- **GIVEN DATA**:
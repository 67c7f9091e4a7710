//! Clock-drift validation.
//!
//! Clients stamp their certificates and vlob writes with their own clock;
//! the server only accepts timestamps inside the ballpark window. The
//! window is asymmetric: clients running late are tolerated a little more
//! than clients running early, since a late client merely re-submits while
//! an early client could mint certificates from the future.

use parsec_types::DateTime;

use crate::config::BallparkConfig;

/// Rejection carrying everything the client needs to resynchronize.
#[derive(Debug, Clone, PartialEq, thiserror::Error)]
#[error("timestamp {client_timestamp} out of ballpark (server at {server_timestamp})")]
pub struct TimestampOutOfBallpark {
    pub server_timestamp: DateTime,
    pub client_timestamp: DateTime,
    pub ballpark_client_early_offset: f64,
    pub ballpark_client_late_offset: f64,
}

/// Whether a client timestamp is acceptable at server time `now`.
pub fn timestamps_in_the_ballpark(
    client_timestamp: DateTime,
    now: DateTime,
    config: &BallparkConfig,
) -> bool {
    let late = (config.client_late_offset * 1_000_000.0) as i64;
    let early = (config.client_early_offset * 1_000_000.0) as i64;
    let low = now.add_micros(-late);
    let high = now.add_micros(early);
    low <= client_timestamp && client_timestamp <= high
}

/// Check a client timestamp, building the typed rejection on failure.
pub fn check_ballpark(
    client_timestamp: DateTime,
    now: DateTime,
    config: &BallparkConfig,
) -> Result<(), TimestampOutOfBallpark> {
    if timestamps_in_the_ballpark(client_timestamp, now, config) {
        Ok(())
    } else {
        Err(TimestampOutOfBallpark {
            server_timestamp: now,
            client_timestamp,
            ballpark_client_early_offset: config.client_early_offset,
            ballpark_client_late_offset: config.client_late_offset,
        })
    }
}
...
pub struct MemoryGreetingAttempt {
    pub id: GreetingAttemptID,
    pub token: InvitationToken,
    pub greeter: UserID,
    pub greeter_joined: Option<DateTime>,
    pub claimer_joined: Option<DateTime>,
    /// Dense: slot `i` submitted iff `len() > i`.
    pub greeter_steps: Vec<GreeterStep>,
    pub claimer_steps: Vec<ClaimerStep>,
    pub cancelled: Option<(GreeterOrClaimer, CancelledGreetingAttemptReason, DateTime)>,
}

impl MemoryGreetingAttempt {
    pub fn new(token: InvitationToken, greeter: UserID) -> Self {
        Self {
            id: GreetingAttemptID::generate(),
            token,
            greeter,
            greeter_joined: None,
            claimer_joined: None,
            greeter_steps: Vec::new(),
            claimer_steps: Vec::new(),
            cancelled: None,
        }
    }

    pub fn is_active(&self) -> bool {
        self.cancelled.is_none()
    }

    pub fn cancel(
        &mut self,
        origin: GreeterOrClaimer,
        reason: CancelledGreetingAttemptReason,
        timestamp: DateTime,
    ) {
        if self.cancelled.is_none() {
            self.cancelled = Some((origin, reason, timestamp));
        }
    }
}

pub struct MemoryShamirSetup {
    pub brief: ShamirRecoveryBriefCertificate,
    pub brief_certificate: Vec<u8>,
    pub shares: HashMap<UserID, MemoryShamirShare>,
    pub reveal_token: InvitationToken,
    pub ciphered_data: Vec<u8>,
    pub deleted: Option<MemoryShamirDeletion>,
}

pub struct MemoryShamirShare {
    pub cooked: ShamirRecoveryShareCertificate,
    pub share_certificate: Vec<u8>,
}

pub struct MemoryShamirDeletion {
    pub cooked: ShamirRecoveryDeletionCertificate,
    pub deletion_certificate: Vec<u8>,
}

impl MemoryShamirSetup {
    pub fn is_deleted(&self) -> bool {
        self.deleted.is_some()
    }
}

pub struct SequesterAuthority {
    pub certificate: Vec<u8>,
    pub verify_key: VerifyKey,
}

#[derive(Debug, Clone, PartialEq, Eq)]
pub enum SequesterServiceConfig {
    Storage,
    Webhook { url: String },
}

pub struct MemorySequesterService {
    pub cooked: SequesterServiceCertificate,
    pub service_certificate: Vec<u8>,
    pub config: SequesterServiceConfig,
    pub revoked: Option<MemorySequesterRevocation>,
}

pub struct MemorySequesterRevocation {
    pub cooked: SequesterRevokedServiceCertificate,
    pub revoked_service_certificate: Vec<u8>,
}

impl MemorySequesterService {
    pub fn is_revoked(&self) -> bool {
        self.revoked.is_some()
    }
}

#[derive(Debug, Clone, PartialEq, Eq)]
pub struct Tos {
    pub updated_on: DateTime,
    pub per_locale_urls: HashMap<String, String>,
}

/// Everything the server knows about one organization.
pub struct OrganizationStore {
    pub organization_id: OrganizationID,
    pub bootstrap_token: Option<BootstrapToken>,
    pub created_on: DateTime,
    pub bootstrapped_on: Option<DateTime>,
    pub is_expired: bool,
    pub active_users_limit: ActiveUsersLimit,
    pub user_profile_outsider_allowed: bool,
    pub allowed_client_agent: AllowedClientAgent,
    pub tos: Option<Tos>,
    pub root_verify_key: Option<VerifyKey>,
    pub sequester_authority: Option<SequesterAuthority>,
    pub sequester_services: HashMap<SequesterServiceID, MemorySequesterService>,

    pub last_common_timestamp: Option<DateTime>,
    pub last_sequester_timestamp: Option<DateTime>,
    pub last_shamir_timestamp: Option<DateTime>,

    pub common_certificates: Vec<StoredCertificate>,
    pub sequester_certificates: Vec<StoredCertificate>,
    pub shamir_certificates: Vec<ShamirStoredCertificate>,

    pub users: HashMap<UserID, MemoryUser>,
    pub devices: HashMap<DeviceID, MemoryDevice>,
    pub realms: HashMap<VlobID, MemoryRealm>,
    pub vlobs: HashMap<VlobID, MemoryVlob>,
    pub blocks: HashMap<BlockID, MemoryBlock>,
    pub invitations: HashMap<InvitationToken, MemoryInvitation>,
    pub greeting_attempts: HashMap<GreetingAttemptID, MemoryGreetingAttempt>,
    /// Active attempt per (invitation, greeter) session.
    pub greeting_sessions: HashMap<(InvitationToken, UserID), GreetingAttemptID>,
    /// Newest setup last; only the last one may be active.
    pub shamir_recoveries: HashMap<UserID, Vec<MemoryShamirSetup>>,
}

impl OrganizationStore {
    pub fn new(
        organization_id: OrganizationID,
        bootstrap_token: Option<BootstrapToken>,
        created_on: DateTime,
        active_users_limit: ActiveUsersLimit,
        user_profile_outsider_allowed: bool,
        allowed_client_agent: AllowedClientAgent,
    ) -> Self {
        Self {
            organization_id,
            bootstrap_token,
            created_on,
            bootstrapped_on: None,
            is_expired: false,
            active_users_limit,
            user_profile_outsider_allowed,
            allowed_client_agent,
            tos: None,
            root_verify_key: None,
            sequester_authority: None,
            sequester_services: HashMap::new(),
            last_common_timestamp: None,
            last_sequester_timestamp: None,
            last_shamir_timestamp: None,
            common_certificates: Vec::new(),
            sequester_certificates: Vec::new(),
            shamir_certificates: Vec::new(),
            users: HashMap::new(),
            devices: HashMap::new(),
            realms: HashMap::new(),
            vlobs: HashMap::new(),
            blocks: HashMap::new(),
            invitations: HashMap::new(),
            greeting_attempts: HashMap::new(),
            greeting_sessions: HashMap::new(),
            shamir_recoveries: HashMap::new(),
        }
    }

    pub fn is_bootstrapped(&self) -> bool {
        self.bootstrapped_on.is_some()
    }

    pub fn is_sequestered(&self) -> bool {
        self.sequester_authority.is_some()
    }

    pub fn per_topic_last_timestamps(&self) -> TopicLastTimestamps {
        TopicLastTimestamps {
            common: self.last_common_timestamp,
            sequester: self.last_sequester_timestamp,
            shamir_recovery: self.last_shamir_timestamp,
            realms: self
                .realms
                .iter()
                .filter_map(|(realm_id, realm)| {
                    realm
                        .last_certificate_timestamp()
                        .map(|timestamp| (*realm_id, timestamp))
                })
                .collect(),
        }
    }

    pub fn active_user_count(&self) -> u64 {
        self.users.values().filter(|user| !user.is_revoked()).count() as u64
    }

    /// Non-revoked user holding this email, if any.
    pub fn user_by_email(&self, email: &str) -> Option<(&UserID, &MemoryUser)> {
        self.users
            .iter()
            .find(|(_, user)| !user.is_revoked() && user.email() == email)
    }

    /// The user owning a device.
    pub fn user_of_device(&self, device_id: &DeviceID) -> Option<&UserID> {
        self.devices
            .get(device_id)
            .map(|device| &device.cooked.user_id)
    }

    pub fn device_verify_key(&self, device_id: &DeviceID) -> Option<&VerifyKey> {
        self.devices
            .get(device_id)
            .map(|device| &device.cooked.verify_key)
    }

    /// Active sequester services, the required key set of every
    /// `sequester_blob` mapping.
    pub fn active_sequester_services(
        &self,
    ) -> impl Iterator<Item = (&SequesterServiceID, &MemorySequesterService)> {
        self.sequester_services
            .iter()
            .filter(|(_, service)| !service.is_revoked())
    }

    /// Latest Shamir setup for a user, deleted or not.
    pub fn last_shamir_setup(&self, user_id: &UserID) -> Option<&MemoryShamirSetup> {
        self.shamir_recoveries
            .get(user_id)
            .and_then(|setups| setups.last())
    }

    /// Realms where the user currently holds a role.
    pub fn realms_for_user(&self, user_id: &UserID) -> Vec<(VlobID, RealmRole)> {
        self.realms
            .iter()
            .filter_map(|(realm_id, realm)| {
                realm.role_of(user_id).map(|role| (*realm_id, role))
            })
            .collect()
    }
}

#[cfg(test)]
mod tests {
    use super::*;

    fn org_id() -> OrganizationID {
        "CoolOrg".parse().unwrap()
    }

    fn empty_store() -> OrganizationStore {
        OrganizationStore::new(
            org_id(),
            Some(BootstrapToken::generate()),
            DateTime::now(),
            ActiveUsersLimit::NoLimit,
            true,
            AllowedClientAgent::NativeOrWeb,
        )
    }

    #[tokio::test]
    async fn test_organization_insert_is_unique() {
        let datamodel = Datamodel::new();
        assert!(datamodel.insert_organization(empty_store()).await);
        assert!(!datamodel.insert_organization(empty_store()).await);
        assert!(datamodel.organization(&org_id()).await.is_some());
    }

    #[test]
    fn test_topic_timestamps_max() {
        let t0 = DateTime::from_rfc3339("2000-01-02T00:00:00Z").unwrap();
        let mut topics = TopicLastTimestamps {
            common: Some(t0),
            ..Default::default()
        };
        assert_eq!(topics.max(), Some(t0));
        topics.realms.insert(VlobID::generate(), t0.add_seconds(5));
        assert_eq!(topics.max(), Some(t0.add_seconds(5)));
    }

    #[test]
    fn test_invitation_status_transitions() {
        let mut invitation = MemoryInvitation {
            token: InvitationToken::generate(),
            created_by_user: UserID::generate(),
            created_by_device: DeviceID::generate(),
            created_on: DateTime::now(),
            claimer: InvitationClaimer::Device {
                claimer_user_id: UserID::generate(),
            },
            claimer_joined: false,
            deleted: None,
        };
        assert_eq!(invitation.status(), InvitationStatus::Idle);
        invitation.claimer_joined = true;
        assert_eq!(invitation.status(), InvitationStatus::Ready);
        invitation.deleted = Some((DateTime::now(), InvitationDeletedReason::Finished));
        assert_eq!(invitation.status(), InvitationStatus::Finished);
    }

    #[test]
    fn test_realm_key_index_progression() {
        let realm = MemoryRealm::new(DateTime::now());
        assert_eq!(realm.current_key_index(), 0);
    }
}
--
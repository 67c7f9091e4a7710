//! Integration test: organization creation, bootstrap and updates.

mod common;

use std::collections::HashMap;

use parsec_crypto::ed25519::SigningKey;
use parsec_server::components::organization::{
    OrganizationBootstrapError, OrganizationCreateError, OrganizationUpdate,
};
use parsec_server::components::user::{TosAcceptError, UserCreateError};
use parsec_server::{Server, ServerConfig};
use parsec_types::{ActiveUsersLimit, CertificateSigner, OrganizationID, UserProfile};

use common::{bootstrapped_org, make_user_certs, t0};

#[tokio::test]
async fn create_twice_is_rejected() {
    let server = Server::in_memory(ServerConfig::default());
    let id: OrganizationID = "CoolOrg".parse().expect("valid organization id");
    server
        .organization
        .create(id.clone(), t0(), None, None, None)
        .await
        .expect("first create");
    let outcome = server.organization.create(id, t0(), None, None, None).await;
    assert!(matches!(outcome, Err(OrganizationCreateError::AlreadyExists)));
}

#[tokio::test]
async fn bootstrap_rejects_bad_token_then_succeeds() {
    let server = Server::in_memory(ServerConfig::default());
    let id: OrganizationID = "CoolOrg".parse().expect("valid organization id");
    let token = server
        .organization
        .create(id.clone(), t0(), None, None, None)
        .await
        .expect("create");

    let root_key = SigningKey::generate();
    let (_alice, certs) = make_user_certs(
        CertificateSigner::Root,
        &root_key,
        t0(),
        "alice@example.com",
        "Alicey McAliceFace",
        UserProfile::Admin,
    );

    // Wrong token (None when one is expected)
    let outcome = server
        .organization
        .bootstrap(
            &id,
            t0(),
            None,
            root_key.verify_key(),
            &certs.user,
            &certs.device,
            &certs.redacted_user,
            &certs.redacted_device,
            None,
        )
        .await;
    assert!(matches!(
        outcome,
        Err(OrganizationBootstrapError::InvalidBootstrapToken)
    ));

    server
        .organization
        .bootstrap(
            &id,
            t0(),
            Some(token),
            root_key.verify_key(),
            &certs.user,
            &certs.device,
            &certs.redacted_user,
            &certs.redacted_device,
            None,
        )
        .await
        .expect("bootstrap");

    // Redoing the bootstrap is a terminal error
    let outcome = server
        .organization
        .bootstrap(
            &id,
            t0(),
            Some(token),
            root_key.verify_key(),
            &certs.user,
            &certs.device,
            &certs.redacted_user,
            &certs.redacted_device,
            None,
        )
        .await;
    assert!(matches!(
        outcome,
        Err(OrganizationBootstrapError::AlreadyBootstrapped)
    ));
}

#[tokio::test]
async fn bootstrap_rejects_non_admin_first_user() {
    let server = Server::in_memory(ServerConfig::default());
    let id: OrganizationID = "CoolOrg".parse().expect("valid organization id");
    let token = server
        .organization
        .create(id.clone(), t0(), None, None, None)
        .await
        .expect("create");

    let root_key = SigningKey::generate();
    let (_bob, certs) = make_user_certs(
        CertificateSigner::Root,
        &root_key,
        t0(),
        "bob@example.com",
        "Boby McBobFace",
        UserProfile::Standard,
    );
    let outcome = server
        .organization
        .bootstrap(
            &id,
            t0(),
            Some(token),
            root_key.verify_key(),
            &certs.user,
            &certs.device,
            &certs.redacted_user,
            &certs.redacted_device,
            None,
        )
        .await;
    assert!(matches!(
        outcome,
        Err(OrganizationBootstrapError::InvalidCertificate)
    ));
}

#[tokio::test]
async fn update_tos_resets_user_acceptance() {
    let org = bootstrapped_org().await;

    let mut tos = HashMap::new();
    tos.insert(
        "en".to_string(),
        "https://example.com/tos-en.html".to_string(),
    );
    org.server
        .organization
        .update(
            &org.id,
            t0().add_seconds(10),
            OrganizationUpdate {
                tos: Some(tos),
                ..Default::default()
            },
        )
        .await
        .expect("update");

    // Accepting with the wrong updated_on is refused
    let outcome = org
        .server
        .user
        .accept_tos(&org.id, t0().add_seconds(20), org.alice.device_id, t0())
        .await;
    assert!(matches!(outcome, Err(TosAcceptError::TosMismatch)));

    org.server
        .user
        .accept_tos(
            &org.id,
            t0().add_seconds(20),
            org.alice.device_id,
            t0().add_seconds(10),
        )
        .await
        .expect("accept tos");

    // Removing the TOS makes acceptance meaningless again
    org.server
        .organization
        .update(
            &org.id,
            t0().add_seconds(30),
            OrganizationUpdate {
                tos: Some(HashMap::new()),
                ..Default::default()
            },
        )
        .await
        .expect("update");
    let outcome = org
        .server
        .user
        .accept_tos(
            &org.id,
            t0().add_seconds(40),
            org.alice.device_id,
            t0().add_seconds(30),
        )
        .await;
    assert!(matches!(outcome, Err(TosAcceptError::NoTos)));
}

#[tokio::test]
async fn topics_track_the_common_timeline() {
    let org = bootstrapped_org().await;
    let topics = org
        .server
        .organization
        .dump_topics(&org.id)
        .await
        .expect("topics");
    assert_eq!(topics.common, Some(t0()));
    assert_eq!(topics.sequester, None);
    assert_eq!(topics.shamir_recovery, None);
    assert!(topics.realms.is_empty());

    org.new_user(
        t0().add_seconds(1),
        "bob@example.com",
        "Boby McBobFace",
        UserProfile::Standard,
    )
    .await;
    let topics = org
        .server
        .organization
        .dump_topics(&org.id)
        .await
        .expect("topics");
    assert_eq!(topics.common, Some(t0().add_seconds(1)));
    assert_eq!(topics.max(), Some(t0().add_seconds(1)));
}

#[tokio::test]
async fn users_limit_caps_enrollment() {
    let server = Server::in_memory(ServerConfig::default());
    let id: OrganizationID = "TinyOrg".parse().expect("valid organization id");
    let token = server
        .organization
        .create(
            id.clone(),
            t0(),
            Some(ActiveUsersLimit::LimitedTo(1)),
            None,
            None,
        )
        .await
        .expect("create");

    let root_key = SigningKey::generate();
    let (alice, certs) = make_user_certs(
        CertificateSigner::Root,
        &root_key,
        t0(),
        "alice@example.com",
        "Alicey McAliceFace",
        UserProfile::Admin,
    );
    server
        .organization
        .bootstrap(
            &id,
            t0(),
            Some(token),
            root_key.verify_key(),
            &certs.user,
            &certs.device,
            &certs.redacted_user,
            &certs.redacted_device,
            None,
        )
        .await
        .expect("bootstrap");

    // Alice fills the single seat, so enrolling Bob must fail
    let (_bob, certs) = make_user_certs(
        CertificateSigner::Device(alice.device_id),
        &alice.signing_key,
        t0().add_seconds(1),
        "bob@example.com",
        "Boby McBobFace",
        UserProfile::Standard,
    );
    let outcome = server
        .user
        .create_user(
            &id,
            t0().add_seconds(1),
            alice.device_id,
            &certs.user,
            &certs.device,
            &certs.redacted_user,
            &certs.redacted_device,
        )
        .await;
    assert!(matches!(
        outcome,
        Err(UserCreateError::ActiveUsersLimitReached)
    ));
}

- **WORK INSTRUCTIONS**:
Which lines above hold the string "OrganizationID"? Copy every one of them.

- **TASK RESPONSE**:
    pub organization_id: OrganizationID,
        organization_id: OrganizationID,
    fn org_id() -> OrganizationID {
use parsec_types::{ActiveUsersLimit, CertificateSigner, OrganizationID, UserProfile};
    let id: OrganizationID = "CoolOrg".parse().expect("valid organization id");
    let id: OrganizationID = "CoolOrg".parse().expect("valid organization id");
    let id: OrganizationID = "CoolOrg".parse().expect("valid organization id");
    let id: OrganizationID = "TinyOrg".parse().expect("valid organization id");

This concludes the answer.